Год, как начат этот журнал, тридцать один год мне. Этот год был с излишеством богат опытом, толчками по плюсу и по минусу, – в новый вступили весело в кругу друзей и знакомых.
27. Не могу не заметить остроту уморительную. На днях за ужином я сказал, что наш девиз – taceamus[267]. Хомяков прибавил: taceamus igitur[268]. А А. И. Тургенев тотчас спел: Taceamus igitur, Russi dum sumus, post Mongolam servitutem, post Polonam (не упомню) – nos habebit humus!..[269] Да, помолчим!
В Германии яростные гонения на свободу книгопечатания. Прусский король является без маски, баварский выдерживает роль, которую играл всю жизнь, – претенциозной тупости. Когда он издал свою глупую книжонку, написанную исковерканным языком: «Walhalla’s Genossen»[270], которую в Лейпциге назвали Walfischhalle’s Gunsten, в одном из лейпцигских журналов было сказано от имени Людвига Баварца: «Mein Bruder in der Wart der ist redselig, ich aber bin schreibselig»[271]. Хороши эти литераторы и говоруны!

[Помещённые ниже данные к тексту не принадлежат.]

//! Immutable site value handed to page renders.

use std::path::Path;

use serde::Serialize;
use vd_config::{NavItem, SidebarEntry, SiteConfig};

use crate::SiteError;
use crate::labels::{self, LabelKey, UiLabels};
use crate::outline::{self, Heading};
use crate::pages::{self, PageIndex};
use crate::sidebar::{self, FooterLinks};

/// Site configuration together with the pages it describes.
///
/// Built once before rendering and only read afterwards, so a single
/// instance can be shared across render threads.
#[derive(Debug)]
pub struct Site {
    config: SiteConfig,
    pages: PageIndex,
}

/// Everything the theme needs to lay out one page.
#[derive(Debug, Serialize)]
#[serde(rename_all = "camelCase")]
pub struct PageContext<'a> {
    /// Page path as requested.
    pub path: &'a str,
    /// Sidebar groups for the page's section.
    pub sidebar: &'a [SidebarEntry],
    /// Highlighted nav item.
    #[serde(skip_serializing_if = "Option::is_none")]
    pub active_nav: Option<&'a NavItem>,
    /// Previous/next pages.
    pub footer: FooterLinks<'a>,
    /// Configured UI labels.
    pub labels: UiLabels<'a>,
}

impl Site {
    /// Create a site from an already validated configuration and page index.
    pub fn new(config: SiteConfig, pages: PageIndex) -> Self {
        Self { config, pages }
    }

    /// Scan `source_dir` and check every configured link against it.
    ///
    /// # Errors
    ///
    /// Returns [`SiteError::InvalidLinks`] if any nav or sidebar link does not
    /// resolve to a page.
    pub fn load(config: SiteConfig, source_dir: &Path) -> Result<Self, SiteError> {
        let pages = PageIndex::scan(source_dir);
        pages::validate_links(&config, &pages)?;
        tracing::info!(
            pages = pages.len(),
            source_dir = %source_dir.display(),
            "Site loaded"
        );
        Ok(Self::new(config, pages))
    }

    pub fn config(&self) -> &SiteConfig {
        &self.config
    }

    pub fn pages(&self) -> &PageIndex {
        &self.pages
    }

    /// Sidebar groups for `path` (empty when no section matches).
    pub fn sidebar(&self, path: &str) -> &[SidebarEntry] {
        sidebar::resolve_sidebar(&self.config.theme_config.sidebar, path)
    }

    /// Nav item highlighted for `path`.
    pub fn active_nav(&self, path: &str) -> Option<&NavItem> {
        let nav = &self.config.theme_config.nav;
        sidebar::active_nav(nav, path).map(|i| &nav[i])
    }

    /// Previous/next links for `path`.
    pub fn doc_footer(&self, path: &str) -> FooterLinks<'_> {
        sidebar::doc_footer(self.sidebar(path), path)
    }

    /// Outline headings of a Markdown document, filtered by the configured depth.
    pub fn outline(&self, markdown: &str) -> Vec<Heading> {
        let headings = outline::extract_headings(markdown);
        outline::resolve_outline(self.config.theme_config.outline.level, &headings)
    }

    /// Look up a configured UI label.
    pub fn localize(&self, key: LabelKey) -> Result<&str, SiteError> {
        labels::localize(&self.config.theme_config, key)
    }

    /// Resolve everything a render of `path` needs.
    ///
    /// Never fails: unmatched paths get an empty sidebar and no footer links.
    pub fn page_context<'a>(&'a self, path: &'a str) -> PageContext<'a> {
        PageContext {
            path,
            sidebar: self.sidebar(path),
            active_nav: self.active_nav(path),
            footer: self.doc_footer(path),
            labels: UiLabels::resolve(&self.config.theme_config),
        }
    }
}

30. Едва прошло несколько спокойных дней – Саша занемог, и очень круто. Неужели вся жизнь должна быть пыткой и мученьем, сменяемым для отдыха только и для того, чтоб не уничтожился человек, – покоем? Грустно, тяжело и томно тем, что ничего не можешь делать, как быть зрителем. Человек по песчинке, несчетным трудом, потом и кровью копит, а случай хватит и одним глупым ударом разрушает выстраданное. Едва теперь удалось несколько поправить расстроенное здоровье Наташи, спокойствие, внимание, гармония кругом едва начали возвращать силы. Вот новый толчок. И кто его знает, каков он будет, – и весна, кровью полна голова, и гадко.